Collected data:

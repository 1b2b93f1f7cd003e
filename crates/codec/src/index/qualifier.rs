// SPDX-License-Identifier: AGPL-3.0-or-later
// Copyright (c) 2025 ReifyDB

//! `name=value` settings embedded in table and index comments.
//!
//! A comment such as `cfname=hot;ttl_duration=3600;p1_ttl_duration=60` is a
//! `;`-separated list of assignments. A `<partition>_` prefixed assignment
//! applies to that partition only and wins over the plain one.

use rowkey_core::{Result, error::diagnostic::codec::CodecError, return_error};

use crate::{ColumnType, TableSchema};

pub const CF_NAME: &str = "cfname";
pub const TTL_DURATION: &str = "ttl_duration";
pub const TTL_COL: &str = "ttl_col";

const QUALIFIER_SEP: char = ';';
const VALUE_SEP: char = '=';
const PER_PARTITION_SEP: char = '_';

/// A qualifier value and whether it came from a per-partition assignment.
#[derive(Debug, Clone, PartialEq, Eq)]
pub struct Qualified<'a> {
	pub value: &'a str,
	pub per_partition: bool,
}

fn find<'a>(comment: &'a str, prefix: &str) -> Option<Option<&'a str>> {
	comment.split(QUALIFIER_SEP).map(str::trim).filter(|token| !token.is_empty()).find_map(|token| {
		if !token.starts_with(prefix) {
			return None;
		}
		let mut parts = token.split(VALUE_SEP).filter(|part| !part.is_empty());
		// a prefix match that is not a clean assignment yields no value
		Some(match (parts.next(), parts.next(), parts.next()) {
			(Some(_), Some(value), None) => Some(value.trim()),
			_ => None,
		})
	})
}

/// Looks up `qualifier` in `comment`, trying the partition specific form
/// first when `partition` is given.
pub fn parse<'a>(comment: &'a str, partition: Option<&str>, qualifier: &str) -> Option<Qualified<'a>> {
	if let Some(partition) = partition {
		let prefix = format!("{}{}{}{}", partition, PER_PARTITION_SEP, qualifier, VALUE_SEP);
		if let Some(found) = find(comment, &prefix) {
			return found.map(|value| Qualified {
				value,
				per_partition: true,
			});
		}
	}
	let prefix = format!("{}{}", qualifier, VALUE_SEP);
	find(comment, &prefix).flatten().map(|value| Qualified {
		value,
		per_partition: false,
	})
}

/// Column family requested by an index comment.
pub fn cf_name<'a>(comment: &'a str, partition: Option<&str>) -> Option<Qualified<'a>> {
	parse(comment, partition, CF_NAME)
}

fn parse_unsigned(value: &str) -> Option<u64> {
	match value.strip_prefix("0x").or_else(|| value.strip_prefix("0X")) {
		Some(hex) => u64::from_str_radix(hex, 16).ok(),
		None => value.parse().ok(),
	}
}

/// TTL in seconds from the table comment. A present but non-positive or
/// non-numeric duration is an error.
pub fn ttl_duration(schema: &TableSchema) -> Result<Option<u64>> {
	let Some(found) = parse(&schema.comment, schema.partition(), TTL_DURATION) else {
		return Ok(None);
	};
	match parse_unsigned(found.value) {
		Some(duration) if duration > 0 => Ok(Some(duration)),
		_ => return_error!(CodecError::QualifierFormat {
			qualifier: TTL_DURATION,
			value: found.value.to_string(),
		}),
	}
}

/// Position of the TTL column named by the table comment. It must be a NOT
/// NULL unsigned BIGINT.
pub fn ttl_column(schema: &TableSchema) -> Result<Option<usize>> {
	let Some(found) = parse(&schema.comment, schema.partition(), TTL_COL) else {
		return Ok(None);
	};
	let valid = schema.column_index(found.value).filter(|idx| {
		let column = &schema.columns[*idx];
		!column.nullable
			&& column.ty
				== ColumnType::BigInt {
					unsigned: true,
				}
	});
	match valid {
		Some(idx) => Ok(Some(idx)),
		None => return_error!(CodecError::QualifierFormat {
			qualifier: TTL_COL,
			value: found.value.to_string(),
		}),
	}
}

#[cfg(test)]
mod tests {
	use super::*;
	use crate::ColumnDef;

	#[test]
	fn test_plain_qualifier() {
		let found = parse("foo;cfname=hot ; bar", None, CF_NAME).unwrap();
		assert_eq!(found.value, "hot");
		assert!(!found.per_partition);
		assert!(parse("cfname_x=1", None, CF_NAME).is_none());
	}

	#[test]
	fn test_partition_wins() {
		let comment = "cfname=all;p1_cfname=one";
		let found = cf_name(comment, Some("p1")).unwrap();
		assert_eq!(found.value, "one");
		assert!(found.per_partition);
		assert_eq!(cf_name(comment, Some("p2")).unwrap().value, "all");
	}

	#[test]
	fn test_malformed_assignment_has_no_value() {
		assert!(parse("cfname=a=b", None, CF_NAME).is_none());
		assert!(parse("p1_cfname=", Some("p1"), CF_NAME).is_none());
	}

	fn ttl_table(comment: &str) -> TableSchema {
		TableSchema::new(
			"db.t",
			vec![
				ColumnDef::new(
					"ts",
					ColumnType::BigInt {
						unsigned: true,
					},
				)
				.not_null(),
				ColumnDef::new(
					"n",
					ColumnType::BigInt {
						unsigned: true,
					},
				),
			],
		)
		.with_comment(comment)
	}

	#[test]
	fn test_ttl_duration() {
		assert_eq!(ttl_duration(&ttl_table("ttl_duration=3600")).unwrap(), Some(3600));
		assert_eq!(ttl_duration(&ttl_table("ttl_duration=0x10")).unwrap(), Some(16));
		assert_eq!(ttl_duration(&ttl_table("")).unwrap(), None);
		let err = ttl_duration(&ttl_table("ttl_duration=soon")).unwrap_err();
		assert_eq!(err.code(), "CODEC_007");
		assert!(ttl_duration(&ttl_table("ttl_duration=0")).is_err());
	}

	#[test]
	fn test_ttl_column() {
		assert_eq!(ttl_column(&ttl_table("ttl_col=TS")).unwrap(), Some(0));
		assert!(ttl_column(&ttl_table("ttl_col=n")).is_err());
		assert!(ttl_column(&ttl_table("ttl_col=missing")).is_err());
	}
}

TASK DETAILS: In the data above, find the line that contains "parse(&schema.comment, schema.partition(), TTL_DURATION)" and the line that contains "must be a NOT". Repeat exactly those lines and every line between them, and only those.

FINISHED EXERCISE:
	let Some(found) = parse(&schema.comment, schema.partition(), TTL_DURATION) else {
		return Ok(None);
	};
	match parse_unsigned(found.value) {
		Some(duration) if duration > 0 => Ok(Some(duration)),
		_ => return_error!(CodecError::QualifierFormat {
			qualifier: TTL_DURATION,
			value: found.value.to_string(),
		}),
	}
}

/// Position of the TTL column named by the table comment. It must be a NOT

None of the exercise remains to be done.